Le groupe HTS est l'ancienne branche syrienne d'Al-Qaïda qui dit avoir rompu avec le jihadisme, sans réellement convaincre les pays occidentaux, dont les Etats-Unis, qui le classent comme un groupe terroriste.
Lundi, seule une minorité de commerces avait rouvert à Damas, où les institutions, écoles comprises, sont fermées. La Banque centrale syrienne a affirmé lundi que l'argent des déposants était "en sécurité".
De la fumée se dégageait encore des bâtiments des services de sécurité, incendiés la veille. La résidence du président déchu et son palais présidentiel ont aussi été saccagés.
L'ONU a appelé à ce que "les auteurs de violations graves répondent de leurs actes", à la "protection de toutes les minorités" et à "éviter les représailles et les actes de vengeance".
Dans le même temps, l'Allemagne et l'Autriche ont suspendu les décisions sur les demandes d'asile en cours d'exilés syriens, Vienne annonçant préparer leur "expulsion".
- Frappes israéliennes -
A la demande de la Russie, principal allié du pouvoir déchu, le Conseil de sécurité de l'ONU se réunit en urgence lundi à huis clos sur la Syrie. Le Kremlin a jugé lundi "nécessaire" de discuter avec les futures autorités de ses bases en Syrie.
De son côté, le secrétaire général de l'Otan Mark Rutte, a accusé Moscou et Téhéran, autre soutien du pouvoir déchu, de "partager la responsabilité des crimes commis à l'encontre du peuple syrien".
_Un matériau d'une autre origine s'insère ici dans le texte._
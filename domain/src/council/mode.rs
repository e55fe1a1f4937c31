//! Orchestration mode and the mode selector.
//!
//! [`Mode`] is the single strategy axis of a council run:
//! - Collaborative: participants draft, then improve on each other
//! - Adversarial: participants draft, one position is stress-tested by the others
//!
//! [`select_mode`] picks the mode from the task text before any participant
//! is invoked. Precedence (highest first):
//!
//! 1. Explicit override passed by the caller
//! 2. Override marker in the text (`adversarial council:`, `mode: collaborative`,
//!    `[adversarial]`)
//! 3. Any adversarial trigger keyword (`debate`, `vs`, `which is better`, ...)
//! 4. Collaborative

use crate::core::error::DomainError;
use crate::council::role::Role;
use serde::{Deserialize, Serialize};
use std::fmt;

/// Orchestration strategy of a run
#[derive(Debug, Clone, Copy, PartialEq, Eq, Hash, Default, Serialize, Deserialize)]
#[serde(rename_all = "lowercase")]
pub enum Mode {
    /// Participants build on each other's drafts
    #[default]
    Collaborative,
    /// Participants critique a leading position
    Adversarial,
}

impl Mode {
    /// Fixed roster of roles for this mode, in dispatch order
    pub fn roster(&self) -> [Role; 3] {
        match self {
            Mode::Collaborative => [Role::Visionary, Role::Pragmatist, Role::Skeptic],
            Mode::Adversarial => [Role::Advocate, Role::Contrarian, Role::Analyst],
        }
    }

    /// Get a human-readable description of this mode
    pub fn description(&self) -> &'static str {
        match self {
            Mode::Collaborative => "Collaborative: Draft → Improve → Synthesize",
            Mode::Adversarial => "Adversarial: Draft → Triage → Attack → Judge",
        }
    }
}

impl fmt::Display for Mode {
    fn fmt(&self, f: &mut fmt::Formatter<'_>) -> fmt::Result {
        match self {
            Mode::Collaborative => write!(f, "collaborative"),
            Mode::Adversarial => write!(f, "adversarial"),
        }
    }
}

impl std::str::FromStr for Mode {
    type Err = DomainError;

    fn from_str(s: &str) -> Result<Self, Self::Err> {
        match s.to_lowercase().as_str() {
            "collaborative" | "collab" | "c" => Ok(Mode::Collaborative),
            "adversarial" | "adv" | "a" => Ok(Mode::Adversarial),
            _ => Err(DomainError::InvalidMode(s.to_string())),
        }
    }
}

/// Why a mode was chosen
#[derive(Debug, Clone, PartialEq, Eq, Serialize, Deserialize)]
#[serde(tag = "kind", content = "detail", rename_all = "snake_case")]
pub enum SelectionReason {
    /// Caller passed the mode explicitly
    Explicit,
    /// The task text carried an override marker
    Marker(String),
    /// An adversarial trigger keyword matched
    Keyword(String),
    /// Nothing matched
    Default,
}

/// Result of the mode selector
#[derive(Debug, Clone, PartialEq, Eq, Serialize, Deserialize)]
pub struct ModeSelection {
    pub mode: Mode,
    pub reason: SelectionReason,
}

/// Single-word adversarial triggers. Inflections are matched too.
const ADVERSARIAL_WORDS: &[&str] = &[
    "debate",
    "adversarial",
    "challenge",
    "argue",
    "attack",
    "defend",
    "versus",
    "vs",
];

/// Multi-word adversarial triggers. Hyphenated spellings tokenize the same way.
const ADVERSARIAL_PHRASES: &[&[&str]] = &[&["stress", "test"], &["which", "is", "better"]];

/// Select the orchestration mode for a task.
///
/// Pure and deterministic: the same text and override always give the same
/// selection.
pub fn select_mode(task: &str, override_mode: Option<Mode>) -> ModeSelection {
    if let Some(mode) = override_mode {
        return ModeSelection {
            mode,
            reason: SelectionReason::Explicit,
        };
    }

    let tokens = tokenize(task);

    if let Some((mode, marker)) = find_marker(&tokens) {
        return ModeSelection {
            mode,
            reason: SelectionReason::Marker(marker),
        };
    }

    let words: Vec<String> = tokens.into_iter().filter(|t| !is_bracket(t)).collect();
    if let Some(keyword) = find_adversarial_keyword(&words) {
        return ModeSelection {
            mode: Mode::Adversarial,
            reason: SelectionReason::Keyword(keyword),
        };
    }

    ModeSelection {
        mode: Mode::Collaborative,
        reason: SelectionReason::Default,
    }
}

/// Lowercased words, with `[` and `]` kept as tokens of their own
fn tokenize(text: &str) -> Vec<String> {
    let mut tokens = Vec::new();
    let mut word = String::new();
    for c in text.chars() {
        if c.is_alphanumeric() {
            word.extend(c.to_lowercase());
            continue;
        }
        if !word.is_empty() {
            tokens.push(std::mem::take(&mut word));
        }
        if c == '[' || c == ']' {
            tokens.push(c.to_string());
        }
    }
    if !word.is_empty() {
        tokens.push(word);
    }
    tokens
}

fn is_bracket(token: &str) -> bool {
    token == "[" || token == "]"
}

fn mode_name(token: &str) -> Option<Mode> {
    match token {
        "collaborative" | "collab" => Some(Mode::Collaborative),
        "adversarial" => Some(Mode::Adversarial),
        _ => None,
    }
}

/// First override marker in reading order: `<mode> council`, `mode <mode>`
/// or `[<mode>]`.
fn find_marker(tokens: &[String]) -> Option<(Mode, String)> {
    (0..tokens.len()).find_map(|i| {
        let first = tokens[i].as_str();
        let second = tokens.get(i + 1).map(String::as_str)?;
        if second == "council"
            && let Some(mode) = mode_name(first)
        {
            return Some((mode, format!("{} council", first)));
        }
        if first == "mode"
            && let Some(mode) = mode_name(second)
        {
            return Some((mode, format!("mode {}", second)));
        }
        if first == "["
            && tokens.get(i + 2).is_some_and(|t| t == "]")
            && let Some(mode) = mode_name(second)
        {
            return Some((mode, format!("[{}]", second)));
        }
        None
    })
}

fn find_adversarial_keyword(tokens: &[String]) -> Option<String> {
    for (i, token) in tokens.iter().enumerate() {
        if let Some(word) = ADVERSARIAL_WORDS
            .iter()
            .find(|word| is_inflection_of(token, word))
        {
            return Some(word.to_string());
        }

        for phrase in ADVERSARIAL_PHRASES {
            if matches_phrase(&tokens[i..], phrase) {
                return Some(phrase.join(" "));
            }
        }
    }
    None
}

fn matches_phrase(tokens: &[String], phrase: &[&str]) -> bool {
    if tokens.len() < phrase.len() {
        return false;
    }
    let last = phrase.len() - 1;
    phrase.iter().enumerate().all(|(i, word)| {
        if i == last {
            is_inflection_of(&tokens[i], word)
        } else {
            tokens[i] == *word
        }
    })
}

/// `debate` matches `debate`, `debates`, `debated`, `debating`.
fn is_inflection_of(token: &str, stem: &str) -> bool {
    if token == stem {
        return true;
    }
    let Some(suffix) = token.strip_prefix(stem) else {
        // "debating" drops the trailing 'e' of the stem
        return stem
            .strip_suffix('e')
            .and_then(|base| token.strip_prefix(base))
            .is_some_and(|rest| rest == "ing");
    };
    matches!(suffix, "s" | "es" | "d" | "ed" | "ing")
}
// =========================================================================
// Drawing context
// =========================================================================

#[derive(Debug, Clone, Copy, PartialEq)]
pub struct Stroke {
    pub color: Color,
    pub width: f32,
}

#[derive(Debug, Clone, Copy, PartialEq)]
pub struct Shadow {
    pub color: Color,
    pub offset: (i32, i32),
    pub blur: u32,
}

/// Font and ink settings for one `annotate` call.
#[derive(Clone)]
pub struct DrawingContext {
    font: Arc<LoadedFont>,
    size: f32,
    kerning: f32,
    antialias: bool,
    gravity: Gravity,
    align: TextAlign,
    fill: Color,
    stroke: Option<Stroke>,
    shadow: Option<Shadow>,
}

impl std::fmt::Debug for DrawingContext {
    fn fmt(&self, f: &mut std::fmt::Formatter<'_>) -> std::fmt::Result {
        f.debug_struct("DrawingContext")
            .field("font", &self.font.name())
            .field("size", &self.size)
            .field("kerning", &self.kerning)
            .field("antialias", &self.antialias)
            .field("gravity", &self.gravity)
            .field("align", &self.align)
            .field("fill", &self.fill)
            .field("stroke", &self.stroke)
            .field("shadow", &self.shadow)
            .finish()
    }
}

impl DrawingContext {
    pub fn new(font: Arc<LoadedFont>, size: f32) -> Result<Self> {
        if !(size.is_finite() && size > 0.0) {
            return Err(ImagingError::Typography(format!(
                "font size must be positive, got {size}"
            )));
        }
        Ok(Self {
            font,
            size,
            kerning: 0.0,
            antialias: true,
            gravity: Gravity::None,
            align: TextAlign::Left,
            fill: Color::BLACK,
            stroke: None,
            shadow: None,
        })
    }

    /// Extra advance between glyphs, in pixels, on top of the font's kerning.
    pub fn with_kerning(mut self, kerning: f32) -> Self {
        self.kerning = kerning;
        self
    }

    pub fn with_antialias(mut self, antialias: bool) -> Self {
        self.antialias = antialias;
        self
    }

    pub fn with_gravity(mut self, gravity: Gravity) -> Self {
        self.gravity = gravity;
        self
    }

    pub fn with_align(mut self, align: TextAlign) -> Self {
        self.align = align;
        self
    }

    pub fn with_fill(mut self, fill: Color) -> Self {
        self.fill = fill;
        self
    }

    pub fn with_stroke(mut self, stroke: Option<Stroke>) -> Self {
        self.stroke = stroke.filter(|s| s.width > 0.0 && s.color.a > 0);
        self
    }

    pub fn with_shadow(mut self, shadow: Option<Shadow>) -> Self {
        self.shadow = shadow.filter(|s| s.color.a > 0);
        self
    }

    pub fn size(&self) -> f32 {
        self.size
    }
}

// =========================================================================
// Layout and coverage masks
// =========================================================================

fn blank_mask(width: u32, height: u32) -> Result<Mask> {
    Mask::new(width, height).ok_or_else(|| {
        ImagingError::AllocationFailed(format!("{width}x{height} coverage mask"))
    })
}

/// Canvas-sized coverage for each ink, already placed and rotated.
struct Layers {
    fill: Mask,
    stroke: Option<Mask>,
    shadow: Option<Mask>,
}

impl Layers {
    fn render(
        ctx: &DrawingContext,
        outline: &tiny_skia::Path,
        placement: Transform,
        (width, height): (u32, u32),
    ) -> Result<Self> {
        let aa = ctx.antialias;
        let mut fill = blank_mask(width, height)?;
        fill.fill_path(outline, FillRule::Winding, aa, placement);

        // The stroke straddles the glyph edge: half outside, half inside.
        let stroked = match &ctx.stroke {
            Some(stroke) => {
                let style = tiny_skia::Stroke {
                    width: stroke.width,
                    line_join: LineJoin::Round,
                    ..tiny_skia::Stroke::default()
                };
                outline.stroke(&style, 1.0)
            }
            None => None,
        };
        let stroke = match &stroked {
            Some(path) => {
                let mut ring = blank_mask(width, height)?;
                ring.fill_path(path, FillRule::Winding, aa, placement);
                Some(ring)
            }
            None => None,
        };

        let shadow = match &ctx.shadow {
            Some(shadow) => {
                let (dx, dy) = shadow.offset;
                let shifted =
                    placement.post_concat(Transform::from_translate(dx as f32, dy as f32));
                let mut body = blank_mask(width, height)?;
                body.fill_path(outline, FillRule::Winding, aa, shifted);
                if let Some(path) = &stroked {
                    let mut ring = blank_mask(width, height)?;
                    ring.fill_path(path, FillRule::Winding, aa, shifted);
                    for (b, r) in body.data_mut().iter_mut().zip(ring.data()) {
                        *b = (*b).max(*r);
                    }
                }
                Some(soften(body, shadow.blur)?)
            }
            None => None,
        };

        Ok(Self {
            fill,
            stroke,
            shadow,
        })
    }
}

/// Gaussian-blur a mask with `radius` as sigma.
fn soften(mut mask: Mask, radius: u32) -> Result<Mask> {
    if radius == 0 {
        return Ok(mask);
    }
    let (width, height) = (mask.width(), mask.height());
    let gray = image::GrayImage::from_raw(width, height, mask.data().to_vec()).ok_or_else(|| {
        ImagingError::Typography(format!("{width}x{height} shadow mask has the wrong size"))
    })?;
    let blurred = image::imageops::fast_blur(&gray, radius as f32);
    mask.data_mut().copy_from_slice(blurred.as_raw());
    Ok(mask)
}

/// Receives font-unit outlines, y up, and emits pixel paths, y down.
struct GlyphPen {
    builder: PathBuilder,
    origin: (f32, f32),
    scale: f32,
}

impl GlyphPen {
    fn point(&self, x: f32, y: f32) -> (f32, f32) {
        (self.origin.0 + x * self.scale, self.origin.1 - y * self.scale)
    }
}

impl ttf_parser::OutlineBuilder for GlyphPen {
    fn move_to(&mut self, x: f32, y: f32) {
        let (x, y) = self.point(x, y);
        self.builder.move_to(x, y);
    }

    fn line_to(&mut self, x: f32, y: f32) {
        let (x, y) = self.point(x, y);
        self.builder.line_to(x, y);
    }

    fn quad_to(&mut self, x1: f32, y1: f32, x: f32, y: f32) {
        let (x1, y1) = self.point(x1, y1);
        let (x, y) = self.point(x, y);
        self.builder.quad_to(x1, y1, x, y);
    }

    fn curve_to(&mut self, x1: f32, y1: f32, x2: f32, y2: f32, x: f32, y: f32) {
        let (x1, y1) = self.point(x1, y1);
        let (x2, y2) = self.point(x2, y2);
        let (x, y) = self.point(x, y);
        self.builder.cubic_to(x1, y1, x2, y2, x, y);
    }

    fn close(&mut self) {
        self.builder.close();
    }
}

struct PlacedGlyph {
    character: char,
    x: f32,
}

struct Line {
    glyphs: Vec<PlacedGlyph>,
    width: f32,
}

struct TextBlock {
    lines: Vec<Line>,
    ascent: f32,
    descent: f32,
    line_height: f32,
    width: f32,
}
La Turquie, qui soutient des groupes rebelles et accueille des millions de réfugiés syriens, a elle appelé à la "formation d'un gouvernement inclusif".
A Alep, deuxième ville du pays, conquise comme d'autres grandes cités avant Damas par les insurgés, la vie reprend sous le contrôle du "gouvernement de salut" mis en place dans le fief rebelle d'Idleb (nord-ouest) depuis 2017.
"L'eau et l'électricité ont été rétablis", salue Disbina Bidouri, une femme au foyer de 61 ans. "Il est désormais très facile d'avoir du pain", que des "jeunes gens distribuent", dit-elle.
Le chef de la diplomatie israélienne, Gideon Saar, a pour sa part confirmé que son pays avait attaqué ces derniers jours des dépôts militaires, notamment "d'armes chimiques", en Syrie, pour éviter leur prise par les rebelles.
Il a aussi qualifié de "mesure limitée et temporaire" l'avancée la veille des troupes israéliennes en Syrie dans la zone tampon à la lisière de la partie du plateau du Golan occupée et annexée par Israël.
Selon l'OSDH, 11 civils ont par ailleurs été tués dans une frappe de drone turc dans le nord de la Syrie, dans un secteur sous administration kurde, où des combattants kurdes syriens tentent de repousser des attaques de groupes armés soutenus par Ankara.